Валдаевы | страница 33



— Вон! В-о-о-н из моего дома, нелюди, рассукины сыны! Деньги присваивать?! А?! Сами мясо за столом крошить хотите?[3] Во-он! Чтобы духу вашего не было!

Пыль столбом поднялась в доме — так расходился, разбушевался старик. Все, что под руку ни попадет, — об пол. Кричал до хрипоты, но, не слыша поперечного слова, утихомирился. Платон с отцом потихонечку вернулись в избу.

— Ну, хватит, стало быть. Перегородим нынче же избу, и двор, и усадьбу пополам. Левая сторона ваша, правая — моя!

— Благослови меня чем-нибудь, тятя! — умолял Тимофей.

— Что ж, можно скалкой по хребту!

— Спасибо и на том.

— А-а-а! — с новой силой разошелся дед Варлаам. — Да как ты, половой веник, смеешь отвечать мне?!

— Я только говорю, надо бы выделить нам что-нибудь…

— Неужто плохая доля — шестьдесят рублей?

— Да ведь обронил я их…

— А чего я говорил, когда в контору тебя посылал? Аль забыл?

— Дедунь! — не стерпел Платон. — Потерял он…

— Ты помолкивай там, желторотый!

— Ну и дели нас, коли хочешь, только делай по-божески, чтоб без обиды, — ворчал упрямый внук.

— Я вас поделю-у!..

— Так меня хоть пожалей, — не унимался Платон.— Разве не помнишь, сколько мы с тобой лесу вывели, сколь рыбы наловили, сколь раз ульи выставляли по весне — все вместе.

— Что ж? — Дед Варлаам почесал затылок. — Телочку тебе, внучок, пожалуй, ублаготворю, поросяток троечку подкину, кур пяток — и не проси больше. А разумничек, отец твой, уже деньгами свою долю взял, давно, поди, разбогател. Ну, с богом…

— Дедушка! — взмолилась старшая дочь Тимофея Василиса, — будь милостив, не оставь бесприданницей.

— Коли замуж не возьмут, отцу спасибо скажи.

Больно полоснули по сердцу Гурьяна обидные дедовы слова, и он проговорил срывающимся голосом:

— Отдай всю мою долю Василисе, дедушка!

— Поди прочь, стервец! — прикрикнул Варлаам и так пнул Гурьяна, что парень отлетел чуть ли не к двери. — Воли захотели?! Не благословлю! Все к черту промотаю!

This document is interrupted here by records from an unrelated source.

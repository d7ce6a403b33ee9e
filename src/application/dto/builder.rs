use serde::Serialize;

use crate::domain::services::{BuilderStep, CharacterDraft};

#[derive(Debug, Serialize)]
pub struct DraftResponseDto {
    #[serde(flatten)]
    pub draft: CharacterDraft,
    pub next_step: Option<BuilderStep>,
    pub ready: bool,
}

impl From<CharacterDraft> for DraftResponseDto {
    fn from(draft: CharacterDraft) -> Self {
        Self {
            next_step: draft.next_step(),
            ready: draft.is_ready(),
            draft,
        }
    }
}
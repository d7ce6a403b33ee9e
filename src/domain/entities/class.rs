//! Class and subclass catalog entities

use serde::{Deserialize, Serialize};

use super::Feature;
use crate::domain::value_objects::{AdditionalData, ClassId, SubclassId, SubclassTier};

#[derive(Debug, Clone, PartialEq, Serialize, Deserialize)]
pub struct CharacterClass {
    pub id: ClassId,
    pub name: String,
    #[serde(default)]
    pub description: String,
    /// The two domains whose cards the class may take
    #[serde(default)]
    pub domains: Vec<String>,
    pub base_hit_points: u8,
    pub base_evasion: i32,
    #[serde(default)]
    pub features: Vec<Feature>,
}

impl CharacterClass {
    pub fn new(name: impl Into<String>, base_hit_points: u8, base_evasion: i32) -> Self {
        Self {
            id: ClassId::new(),
            name: name.into(),
            description: String::new(),
            domains: Vec::new(),
            base_hit_points,
            base_evasion,
            features: Vec::new(),
        }
    }

    pub fn with_domains(mut self, domains: impl IntoIterator<Item = impl Into<String>>) -> Self {
        self.domains = domains.into_iter().map(Into::into).collect();
        self
    }
}

#[derive(Debug, Clone, PartialEq, Serialize, Deserialize)]
pub struct Subclass {
    pub id: SubclassId,
    pub class_id: ClassId,
    pub name: String,
    #[serde(default)]
    pub description: String,
    #[serde(default)]
    pub foundation: Vec<Feature>,
    #[serde(default)]
    pub specialization: Vec<Feature>,
    #[serde(default)]
    pub mastery: Vec<Feature>,
}

impl Subclass {
    pub fn new(class_id: ClassId, name: impl Into<String>) -> Self {
        Self {
            id: SubclassId::new(),
            class_id,
            name: name.into(),
            description: String::new(),
            foundation: Vec::new(),
            specialization: Vec::new(),
            mastery: Vec::new(),
        }
    }

    pub fn with_feature(mut self, tier: SubclassTier, feature: Feature) -> Self {
        match tier {
            SubclassTier::Foundation => self.foundation.push(feature),
            SubclassTier::Specialization => self.specialization.push(feature),
            SubclassTier::Mastery => self.mastery.push(feature),
        }
        self
    }

    pub fn features(&self, tier: SubclassTier) -> &[Feature] {
        match tier {
            SubclassTier::Foundation => &self.foundation,
            SubclassTier::Specialization => &self.specialization,
            SubclassTier::Mastery => &self.mastery,
        }
    }

    /// Foundation features plus any tier the character has unlocked
    pub fn active_features<'a>(
        &'a self,
        data: &'a AdditionalData,
    ) -> impl Iterator<Item = &'a Feature> + 'a {
        [
            SubclassTier::Foundation,
            SubclassTier::Specialization,
            SubclassTier::Mastery,
        ]
        .into_iter()
        .filter(move |tier| data.is_unlocked(*tier))
        .flat_map(move |tier| self.features(tier).iter())
    }
}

— Дедушка! — канючила Василиса. — В ноги поклонюсь, не обижай ты меня, несчастную… — Она упала на колени, ткнулась лбом в лапти старика. — Пожалей ты меня…

— Встань, Василиска! — крикнул от двери Гурьян. — Не валяйся перед идолом бесчувственным!

Дед Варлаам и бровью не повел, словно не о нем было сказано. Но понял, что на сегодня хватит. Проговорил по-хозяйски:

— Ну, стало быть, больше никому ничего не дам. А вас отныне, — указал он пальцем на Тимофея и Платона, — отныне люди добрые будут называть не Валдаевыми, а… в нужде будете, попробуете, почем фунт лиха… а по-уличному будут звать вас… Я всей улице про вас расскажу! Накажу, чтобы звали вас… чтоб вас звали Нужаевыми!